Publié le 20 Nov 2024 à 13:44
Article paru dans la revue « AFIHGE - Le journal des Jeunes gastro » / JJg N°5

Synthèse des recommandations de la HAS, l'ANRS | MIE et le CNS, publiée en octobre 2023 et actualisées en 2024

Présentations cliniques

Hépatite aiguë C Séroconversion récente anti-VHC (qui doit être bien documentée), cytolyse supérieure à 10N et/ou ictère, absence d'autre étiologie évidente, facteurs de risque (ou alors PCR VHC positive dans un contexte d'hépatite aiguë).

Hépatite chronique C

Sérologie anti-VHC et ARN VHC pendant supérieure à 6 mois ou absence d'arguments pour une infection récente.

Rechute virologique Détection d'ARN VHC 12-24 semaines après la fin du traitement.

Réinfection virale C

Réapparition de l'ARN VHC 12-24 semaines après la réponse virologique soutenue RVS ou clairance spontanée du virus, si les facteurs de risque sont poursuivis et si possible en prouvant que l'infection est due à un génotype différent ou une souche phylogéniquement éloignée.

En pratique :

• Dépistage : sérologie VHC et si positive : ARN VHC.

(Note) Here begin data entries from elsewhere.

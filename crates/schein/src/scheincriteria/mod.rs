//! Schein criteria: configurable achievement rules, their form schema, and per-student verdicts.
//!
//! Criteria are stored as one of five tagged variants. Each variant declares its configuration
//! fields once; [`CriteriaRegistry`] resolves those declarations into form descriptors at startup
//! and validates incoming payloads against them. [`SummaryEngine`] evaluates every stored
//! criterion for a student against an [`EvaluationContext`] borrowed from a course snapshot.

pub mod context;
pub mod criteria;
pub mod form;
pub mod payload;
pub mod registry;
pub mod repository;
pub mod router;
pub mod service;
pub mod status;
pub mod summary;

#[cfg(test)]
mod tests;

pub use context::EvaluationContext;
pub use criteria::{
    AttendanceCriteria, CriteriaError, Criterion, CriterionBlueprint, CriterionId,
    CriterionIdentifier, CriterionRecord, PresentationCriteria, ScheinexamCriteria,
    SheetIndividualCriteria, SheetTotalCriteria, UnknownIdentifier,
};
pub use form::{FieldDeclaration, FormFieldDescriptor, FormSelectValue};
pub use payload::{CriterionDto, PayloadError};
pub use registry::{
    CriteriaRegistry, CriterionSchema, FormDataResponse, FormDataSet, RegistryBuilder,
    RegistryError,
};
pub use repository::{CourseSnapshotSource, CriteriaRepository, RepositoryError};
pub use router::scheincriteria_router;
pub use service::{ScheincriteriaService, ScheincriteriaServiceError};
pub use status::{PassedState, ScheinCriteriaUnit, StatusBreakdown, SubjectStatus};
pub use summary::{
    criteria_information, CriteriaInformation, CriterionOutcome, CriterionStatus,
    EvaluationFailure, ScheinCriteriaSummary, SummaryEngine,
};
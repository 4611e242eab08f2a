use crate::demo::{run_form, run_summary, FormArgs, SummaryArgs};
use crate::server;
use clap::{Args, Parser, Subcommand};
use schein::error::AppError;

#[derive(Parser, Debug)]
#[command(
    name = "Schein Criteria Service",
    about = "Configure Schein criteria and evaluate students from the command line",
    version
)]
struct Cli {
    #[command(subcommand)]
    command: Option<Command>,
}

#[derive(Subcommand, Debug)]
enum Command {
    /// Start the HTTP service (default command)
    Serve(ServeArgs),
    /// Print the criterion form schema as JSON
    Form(FormArgs),
    /// Evaluate a course dataset against a set of criteria
    Summary(SummaryArgs),
}

#[derive(Args, Debug, Default)]
pub(crate) struct ServeArgs {
    /// Override the configured host for the HTTP server
    #[arg(long)]
    pub(crate) host: Option<String>,
    /// Override the configured port for the HTTP server
    #[arg(long)]
    pub(crate) port: Option<u16>,
}

pub(crate) async fn run() -> Result<(), AppError> {
    let cli = Cli::parse();
    let command = cli
        .command
        .unwrap_or_else(|| Command::Serve(ServeArgs::default()));

    match command {
        Command::Serve(args) => server::run(args).await,
        Command::Form(args) => run_form(args),
        Command::Summary(args) => run_summary(args),
    }
}

#[cfg(test)]
mod tests {
    use super::*;

    #[test]
    fn serve_is_the_default_command() {
        let cli = Cli::try_parse_from(["schein-api"]).expect("parses");

        assert!(cli.command.is_none());
    }

    #[test]
    fn summary_accepts_dataset_and_student() {
        let cli = Cli::try_parse_from([
            "schein-api",
            "summary",
            "--dataset",
            "course.json",
            "--student",
            "a1d5c9e0-3b6c-4c7a-8e0e-5e4f0b7c0401",
        ])
        .expect("parses");

        match cli.command {
            Some(Command::Summary(args)) => {
                assert_eq!(args.dataset, Some("course.json".into()));
                assert!(args.student.is_some());
                assert!(!args.json);
            }
            other => panic!("expected summary command, got {other:?}"),
        }
    }

    #[test]
    fn serve_overrides_are_parsed() {
        let cli =
            Cli::try_parse_from(["schein-api", "serve", "--port", "8081"]).expect("parses");

        match cli.command {
            Some(Command::Serve(args)) => {
                assert_eq!(args.port, Some(8081));
                assert!(args.host.is_none());
            }
            other => panic!("expected serve command, got {other:?}"),
        }
    }
}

• Si sérologie positive mais ARN négative : refaire ARN à 12-24 semaines pour confirmer la guérison.

• Si suspicion d'infection récente : faire à la fois sérologie et ARN.

Indications du traitement

Qui traiter ? Tout patient ayant une hépatite C aiguë ou chronique.

Traitement urgent/ rapide

• Risque de maladie hépatique d'évolution rapide : fibrose F2, F3 ou F4 ;  récidive virale après transplantation hépatique ; transplantation d'organe solide non hépatique ou de moelle ; co-infection VHB / VIH ; diabète.

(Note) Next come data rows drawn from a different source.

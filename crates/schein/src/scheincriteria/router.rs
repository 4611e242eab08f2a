use std::sync::Arc;

use axum::{
    extract::{Path, State},
    http::StatusCode,
    response::{IntoResponse, Response},
    routing::get,
    Router,
};
use serde_json::json;
use uuid::Uuid;

use crate::model::{StudentId, TutorialId};

use super::criteria::CriterionId;
use super::payload::CriterionDto;
use super::repository::{CourseSnapshotSource, CriteriaRepository, RepositoryError};
use super::service::{ScheincriteriaService, ScheincriteriaServiceError};

/// Router builder exposing criteria management and evaluation endpoints.
pub fn scheincriteria_router<R, S>(service: Arc<ScheincriteriaService<R, S>>) -> Router
where
    R: CriteriaRepository + 'static,
    S: CourseSnapshotSource + 'static,
{
    Router::new()
        .route(
            "/api/v1/scheincriteria",
            get(list_handler::<R, S>).post(create_handler::<R, S>),
        )
        .route("/api/v1/scheincriteria/form", get(form_handler::<R, S>))
        .route(
            "/api/v1/scheincriteria/student",
            get(all_results_handler::<R, S>),
        )
        .route(
            "/api/v1/scheincriteria/student/:student_id",
            get(student_result_handler::<R, S>),
        )
        .route(
            "/api/v1/scheincriteria/tutorial/:tutorial_id",
            get(tutorial_results_handler::<R, S>),
        )
        .route(
            "/api/v1/scheincriteria/:criterion_id",
            get(fetch_handler::<R, S>)
                .patch(update_handler::<R, S>)
                .delete(delete_handler::<R, S>),
        )
        .route(
            "/api/v1/scheincriteria/:criterion_id/info",
            get(info_handler::<R, S>),
        )
        .with_state(service)
}

fn error_response(error: ScheincriteriaServiceError) -> Response {
    let status = match &error {
        ScheincriteriaServiceError::Payload(_) => StatusCode::BAD_REQUEST,
        ScheincriteriaServiceError::CriterionNotFound(_)
        | ScheincriteriaServiceError::StudentNotFound(_)
        | ScheincriteriaServiceError::TutorialNotFound(_)
        | ScheincriteriaServiceError::Repository(RepositoryError::NotFound) => {
            StatusCode::NOT_FOUND
        }
        ScheincriteriaServiceError::Repository(RepositoryError::Conflict) => StatusCode::CONFLICT,
        ScheincriteriaServiceError::Repository(RepositoryError::Unavailable(_)) => {
            StatusCode::INTERNAL_SERVER_ERROR
        }
    };

    let payload = json!({
        "error": error.to_string(),
    });
    (status, axum::Json(payload)).into_response()
}

pub(crate) async fn list_handler<R, S>(
    State(service): State<Arc<ScheincriteriaService<R, S>>>,
) -> Response
where
    R: CriteriaRepository + 'static,
    S: CourseSnapshotSource + 'static,
{
    match service.find_all() {
        Ok(records) => (StatusCode::OK, axum::Json(records)).into_response(),
        Err(error) => error_response(error),
    }
}

pub(crate) async fn create_handler<R, S>(
    State(service): State<Arc<ScheincriteriaService<R, S>>>,
    axum::Json(dto): axum::Json<CriterionDto>,
) -> Response
where
    R: CriteriaRepository + 'static,
    S: CourseSnapshotSource + 'static,
{
    match service.create(dto) {
        Ok(record) => (StatusCode::CREATED, axum::Json(record)).into_response(),
        Err(error) => error_response(error),
    }
}

pub(crate) async fn fetch_handler<R, S>(
    State(service): State<Arc<ScheincriteriaService<R, S>>>,
    Path(criterion_id): Path<Uuid>,
) -> Response
where
    R: CriteriaRepository + 'static,
    S: CourseSnapshotSource + 'static,
{
    match service.find_by_id(&CriterionId(criterion_id)) {
        Ok(record) => (StatusCode::OK, axum::Json(record)).into_response(),
        Err(error) => error_response(error),
    }
}

pub(crate) async fn update_handler<R, S>(
    State(service): State<Arc<ScheincriteriaService<R, S>>>,
    Path(criterion_id): Path<Uuid>,
    axum::Json(dto): axum::Json<CriterionDto>,
) -> Response
where
    R: CriteriaRepository + 'static,
    S: CourseSnapshotSource + 'static,
{
    match service.update(&CriterionId(criterion_id), dto) {
        Ok(record) => (StatusCode::OK, axum::Json(record)).into_response(),
        Err(error) => error_response(error),
    }
}

pub(crate) async fn delete_handler<R, S>(
    State(service): State<Arc<ScheincriteriaService<R, S>>>,
    Path(criterion_id): Path<Uuid>,
) -> Response
where
    R: CriteriaRepository + 'static,
    S: CourseSnapshotSource + 'static,
{
    match service.delete(&CriterionId(criterion_id)) {
        Ok(()) => StatusCode::NO_CONTENT.into_response(),
        Err(error) => error_response(error),
    }
}

pub(crate) async fn info_handler<R, S>(
    State(service): State<Arc<ScheincriteriaService<R, S>>>,
    Path(criterion_id): Path<Uuid>,
) -> Response
where
    R: CriteriaRepository + 'static,
    S: CourseSnapshotSource + 'static,
{
    match service.info_about_criteria(&CriterionId(criterion_id)) {
        Ok(information) => (StatusCode::OK, axum::Json(information)).into_response(),
        Err(error) => error_response(error),
    }
}

pub(crate) async fn form_handler<R, S>(
    State(service): State<Arc<ScheincriteriaService<R, S>>>,
) -> Response
where
    R: CriteriaRepository + 'static,
    S: CourseSnapshotSource + 'static,
{
    (StatusCode::OK, axum::Json(service.form_data())).into_response()
}

pub(crate) async fn all_results_handler<R, S>(
    State(service): State<Arc<ScheincriteriaService<R, S>>>,
) -> Response
where
    R: CriteriaRepository + 'static,
    S: CourseSnapshotSource + 'static,
{
    match service.results_of_all_students() {
        Ok(results) => (StatusCode::OK, axum::Json(results)).into_response(),
        Err(error) => error_response(error),
    }
}

pub(crate) async fn student_result_handler<R, S>(
    State(service): State<Arc<ScheincriteriaService<R, S>>>,
    Path(student_id): Path<Uuid>,
) -> Response
where
    R: CriteriaRepository + 'static,
    S: CourseSnapshotSource + 'static,
{
    match service.result_of_student(&StudentId(student_id)) {
        Ok(summary) => (StatusCode::OK, axum::Json(summary)).into_response(),
        Err(error) => error_response(error),
    }
}

pub(crate) async fn tutorial_results_handler<R, S>(
    State(service): State<Arc<ScheincriteriaService<R, S>>>,
    Path(tutorial_id): Path<Uuid>,
) -> Response
where
    R: CriteriaRepository + 'static,
    S: CourseSnapshotSource + 'static,
{
    match service.results_of_tutorial(&TutorialId(tutorial_id)) {
        Ok(results) => (StatusCode::OK, axum::Json(results)).into_response(),
        Err(error) => error_response(error),
    }
}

• Manifestations extra-hépatiques : cryoglobulinémie, néphropathie liée au VHC, lymphome B non hodgkinien.

• Haut risque de transmission : drogues IV, HSH avec pratiques sexuelles à risque, femmes en âge de procréer, patients en hémodialyse, prisonniers.

Ne pas traiter

• Espérance de vie limitée par des comorbidités non hépatiques.

• Femmes enceintes.

Bilan pré-thérapeutique

• Évaluer la sévérité et d'autres facteurs de risque de maladie hépatique (alcool, syndrome métabolique).

• Sérologies VHA (IgG), VHB et VIH.

• Vacciner contre le VHA et le VHB les personnes non immunisées.

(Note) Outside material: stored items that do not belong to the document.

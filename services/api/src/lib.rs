mod cli;
mod demo;
mod infra;
mod routes;
mod server;

use schein::error::AppError;

pub async fn run() -> Result<(), AppError> {
    cli::run().await
}
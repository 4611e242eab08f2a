use std::collections::BTreeMap;
use std::fmt;
use std::str::FromStr;

use serde::de::{self, Visitor};
use serde::{Deserialize, Deserializer, Serialize, Serializer};
use uuid::Uuid;

const ID_PREFIX: &str = "ID::";
const EXERCISE_SEPARATOR: &str = "--Ex::";
const HYPHENATED_UUID_LEN: usize = 36;

/// Key addressing the points an entity (sheet or exam) awards on one of its exercises.
///
/// The canonical string form `ID::<uuid>--Ex::<no>` is used wherever the key has to travel as a
/// JSON object key.
#[derive(Debug, Clone, Copy, PartialEq, Eq, Hash, PartialOrd, Ord)]
pub struct PointId {
    pub entity: Uuid,
    pub exercise: u32,
}

impl PointId {
    pub const fn new(entity: Uuid, exercise: u32) -> Self {
        Self { entity, exercise }
    }
}

impl fmt::Display for PointId {
    fn fmt(&self, f: &mut fmt::Formatter<'_>) -> fmt::Result {
        write!(
            f,
            "{ID_PREFIX}{}{EXERCISE_SEPARATOR}{}",
            self.entity.hyphenated(),
            self.exercise
        )
    }
}

/// Reasons a string is not a valid `PointId`.
#[derive(Debug, Clone, PartialEq, Eq, thiserror::Error)]
pub enum PointIdParseError {
    #[error("point id '{0}' must start with 'ID::'")]
    MissingPrefix(String),
    #[error("point id '{0}' must contain '--Ex::'")]
    MissingExercise(String),
    #[error("point id '{0}' does not carry a hyphenated uuid")]
    InvalidEntity(String),
    #[error("point id '{0}' does not carry a non-negative exercise number")]
    InvalidExercise(String),
}

impl FromStr for PointId {
    type Err = PointIdParseError;

    fn from_str(raw: &str) -> Result<Self, Self::Err> {
        let rest = raw
            .strip_prefix(ID_PREFIX)
            .ok_or_else(|| PointIdParseError::MissingPrefix(raw.to_string()))?;
        let (entity, exercise) = rest
            .split_once(EXERCISE_SEPARATOR)
            .ok_or_else(|| PointIdParseError::MissingExercise(raw.to_string()))?;

        if entity.len() != HYPHENATED_UUID_LEN {
            return Err(PointIdParseError::InvalidEntity(raw.to_string()));
        }
        let entity =
            Uuid::parse_str(entity).map_err(|_| PointIdParseError::InvalidEntity(raw.to_string()))?;

        if exercise.is_empty() || !exercise.bytes().all(|byte| byte.is_ascii_digit()) {
            return Err(PointIdParseError::InvalidExercise(raw.to_string()));
        }
        let exercise = exercise
            .parse::<u32>()
            .map_err(|_| PointIdParseError::InvalidExercise(raw.to_string()))?;

        Ok(Self { entity, exercise })
    }
}

impl Serialize for PointId {
    fn serialize<S: Serializer>(&self, serializer: S) -> Result<S::Ok, S::Error> {
        serializer.collect_str(self)
    }
}

impl<'de> Deserialize<'de> for PointId {
    fn deserialize<D: Deserializer<'de>>(deserializer: D) -> Result<Self, D::Error> {
        struct PointIdVisitor;

        impl Visitor<'_> for PointIdVisitor {
            type Value = PointId;

            fn expecting(&self, f: &mut fmt::Formatter<'_>) -> fmt::Result {
                f.write_str("a point id of the form ID::<uuid>--Ex::<no>")
            }

            fn visit_str<E: de::Error>(self, value: &str) -> Result<PointId, E> {
                value.parse().map_err(E::custom)
            }
        }

        deserializer.deserialize_str(PointIdVisitor)
    }
}

/// Points recorded for an exercise, either as one score or split across its sub-exercises.
#[derive(Debug, Clone, PartialEq, Serialize, Deserialize)]
#[serde(untagged)]
pub enum EntryPoints {
    Total(f64),
    Subexercises(BTreeMap<String, f64>),
}

impl EntryPoints {
    pub fn sum(&self) -> f64 {
        match self {
            EntryPoints::Total(points) => *points,
            EntryPoints::Subexercises(points) => points.values().sum(),
        }
    }
}

/// One graded exercise, optionally annotated by the grader.
#[derive(Debug, Clone, PartialEq, Serialize, Deserialize)]
#[serde(rename_all = "camelCase")]
pub struct PointEntry {
    #[serde(default, skip_serializing_if = "Option::is_none")]
    pub comment: Option<String>,
    pub points: EntryPoints,
}

impl PointEntry {
    pub fn new(points: f64) -> Self {
        Self {
            comment: None,
            points: EntryPoints::Total(points),
        }
    }

    pub fn with_subexercises(points: BTreeMap<String, f64>) -> Self {
        Self {
            comment: None,
            points: EntryPoints::Subexercises(points),
        }
    }

    pub fn with_comment(mut self, comment: impl Into<String>) -> Self {
        self.comment = Some(comment.into());
        self
    }

    pub fn total(&self) -> f64 {
        self.points.sum()
    }
}

/// Points of a student or team keyed by `PointId`.
#[derive(Debug, Clone, Default, PartialEq, Serialize, Deserialize)]
#[serde(transparent)]
pub struct PointMap {
    entries: BTreeMap<PointId, PointEntry>,
}

impl PointMap {
    pub fn new() -> Self {
        Self::default()
    }

    pub fn set(&mut self, id: PointId, entry: PointEntry) {
        self.entries.insert(id, entry);
    }

    pub fn set_points(&mut self, id: PointId, points: f64) {
        self.set(id, PointEntry::new(points));
    }

    pub fn entry(&self, id: &PointId) -> Option<&PointEntry> {
        self.entries.get(id)
    }

    pub fn points(&self, id: &PointId) -> Option<f64> {
        self.entries.get(id).map(PointEntry::total)
    }

    pub fn has_entry(&self, id: &PointId) -> bool {
        self.entries.contains_key(id)
    }

    pub fn entries(&self) -> impl Iterator<Item = (&PointId, &PointEntry)> {
        self.entries.iter()
    }

    pub fn len(&self) -> usize {
        self.entries.len()
    }

    pub fn is_empty(&self) -> bool {
        self.entries.is_empty()
    }

    /// Copies every entry of `other` into this map, replacing entries with the same key.
    pub fn overlay(&mut self, other: &PointMap) {
        for (id, entry) in other.entries() {
            self.entries.insert(*id, entry.clone());
        }
    }

    /// Copies the entries of `other` whose keys are not present yet. Returns how many were added.
    pub fn fill_missing_from(&mut self, other: &PointMap) -> usize {
        let mut added = 0;
        for (id, entry) in other.entries() {
            if !self.has_entry(id) {
                self.entries.insert(*id, entry.clone());
                added += 1;
            }
        }
        added
    }
}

• Créatinine, DFGe (CKD-EPI).

• ECG (avis d'expert).

• Si manifestation cutanée, neurologique, rénale, hématologique, musculaire, articulaire : dosage de cryoglobulinémie.

Quand demander un génotypage / sous-type viral ?

• Patients prétraités par un antiviral d'action directe.

• Patients originaires de Chine, Asie du Sud-Est et d'Afrique subsaharienne (avis d'expert).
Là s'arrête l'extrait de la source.